TEMPE, Ariz. A proposal under debate in the U.S. Congress to ban the export of electronics waste would likely make a growing global environmental problem even worse, say authors of an article from the journal Environmental Science and Technology appearing online today.

The authors call into question conventional thinking that trade bans can prevent "backyard recycling" of electronics waste primarily old and obsolete computers in developing countries.

Primitive recycling processes used in these countries are dispersing materials and pollutants that are contaminating air, water and soil.

"Trade bans will become increasingly irrelevant in solving the problem,'' says Eric Williams, one of the authors of the article, which offers alternative ways to address the problem.

Williams is an assistant professor at Arizona State University with a joint appointment in the School of Sustainable Engineering and the Built Environment, a part of the Ira A. Fulton Schools of Engineering and the School of Sustainability.

Electronics waste or e-waste is often exported from the United States and other developed nations to regions in China, India, Thailand and less developed countries where recycling is done in a crude fashion.

To recover copper from e-waste, for instance, wires are pulled out, piled up and burned to remove insulation covering the copper. This emits dioxins and other pollutants.

Toxic cyanide and acids used to remove gold from circuit boards of junked computers also are released into the environment.

With the number of junked computers expected to triple in the next 15 years, the authors say, the problem will grow much worse if an effective remedy is not put in place in the near future.

The main approach to solving the backyard recycling problem has been to ban trade in e-waste. Some countries have officially banned e-waste imports, but in some cases, as in China, such legislation has pushed the trade to the black market.

Congress is debating House Resolution 2595, which would ban the export of e-waste from the United States.

"The underlying assumption of this bill and other trade bans is that most e-waste comes from outside developing nations, and that stopping trade with developed countries would cut off the supply of e-waste and stop backyard recycling," Williams says.

But authors of the Environmental Science and Technology article forecast that the developing world will generate more waste computers than the developed countries as soon as 2017, and that by 2025 the developing world will generate twice the amount of waste computers as what will come from developed nations.

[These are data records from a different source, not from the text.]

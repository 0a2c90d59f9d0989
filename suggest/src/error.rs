use termtrie::TrieError;
use thiserror::Error;

/// Errors raised by the suggestion index and its snapshots.
#[derive(Debug, Error)]
pub enum SuggestError {
    #[error(transparent)]
    Trie(#[from] TrieError),

    #[error("snapshot i/o failed: {0}")]
    Io(#[from] std::io::Error),

    /// The snapshot ended early or holds malformed data.
    #[error("corrupt snapshot at byte {offset}: {reason}")]
    Corrupt { offset: usize, reason: &'static str },

    #[error("unsupported snapshot version {0}")]
    UnsupportedVersion(u32),

    #[error("query has {len} code points, it must be shorter than {max}")]
    PrefixTooLong { len: usize, max: usize },
}

pub type Result<T> = std::result::Result<T, SuggestError>;
// Sample record codec - fixed-stride binary feed to sorted sample records
//
// Each record is 24 bytes, big-endian:
//   f64 delta_ms | u16 pm10 pm25 pm40 pm100 | i16 rh t voc nox
use crate::domain::sample::{SampleField, SampleRecord};
use bytes::{Buf, BufMut, Bytes, BytesMut};

pub const RECORD_SIZE: usize = 24;

/// `delta_ms` value marking a record without a timestamp.
const TS_SENTINEL: f64 = -1.0;

/// Decodes every complete record in `buffer`, sorted ascending by timestamp.
///
/// `reference_ts` is the wall-clock time (epoch ms) the buffer was fetched;
/// each record stores how long before that moment it was taken. A trailing
/// partial record is ignored. Records whose delta is the sentinel, not
/// finite, or too large to place on the timeline are dropped, so nothing
/// ever lands on `reference_ts` by accident.
pub fn decode(buffer: &[u8], reference_ts: i64) -> Vec<SampleRecord> {
    let mut samples: Vec<SampleRecord> = buffer
        .chunks_exact(RECORD_SIZE)
        .filter_map(|chunk| decode_record(chunk, reference_ts))
        .collect();

    // Feed is newest-first; stable sort keeps duplicate timestamps in feed order.
    samples.sort_by_key(|s| s.ts);
    samples
}

fn decode_record(mut chunk: &[u8], reference_ts: i64) -> Option<SampleRecord> {
    let delta = chunk.get_f64();
    let raw: [u16; 8] = std::array::from_fn(|_| chunk.get_u16());

    if delta == TS_SENTINEL || !delta.is_finite() {
        return None;
    }
    // The cast saturates for out-of-range deltas; those records are dropped.
    let ts = reference_ts.checked_sub(delta.round() as i64)?;

    let mut sample = SampleRecord::new(ts);
    for (field, raw) in SampleField::ALL.into_iter().zip(raw) {
        sample.set(field, scale(field, raw));
    }
    Some(sample)
}

fn scale(field: SampleField, raw: u16) -> Option<f64> {
    if raw == field.sentinel() {
        return None;
    }
    let value = if field.is_particulate() {
        f64::from(raw)
    } else {
        f64::from(raw as i16)
    };
    Some(value / field.divisor())
}

/// One record as it appears on the wire, before scaling.
#[derive(Debug, Clone, Copy, PartialEq)]
pub struct RawSample {
    pub delta_ms: f64,
    pub pm: [u16; 4],
    pub aux: [i16; 4],
}

impl RawSample {
    /// A record with every value field set to its sentinel.
    pub fn empty(delta_ms: f64) -> Self {
        Self {
            delta_ms,
            pm: [0xffff; 4],
            aux: [0x7fff; 4],
        }
    }

    pub fn put(&self, buf: &mut BytesMut) {
        buf.put_f64(self.delta_ms);
        self.pm.iter().for_each(|v| buf.put_u16(*v));
        self.aux.iter().for_each(|v| buf.put_i16(*v));
    }
}

/// Concatenates records into a feed buffer.
pub fn encode(records: &[RawSample]) -> Bytes {
    let mut buf = BytesMut::with_capacity(records.len() * RECORD_SIZE);
    for record in records {
        record.put(&mut buf);
    }
    buf.freeze()
}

"Rapid economic and population growth in developing countries is driving an increase in computer use in these parts of the world that is outpacing the implementation of modern and environment-friendly recycling systems," Williams says. " So without action, backyard recycling is certain to increase."

But he and his co-authors say even a complete global ban on trade in e-waste cannot solve the problem because it covers only a diminishing percentage of the overall supply of e-waste. They argue for direct action to reduce the harmful environmental impacts of backyard recycling.

One proposal is to pay backyard recyclers not to recycle.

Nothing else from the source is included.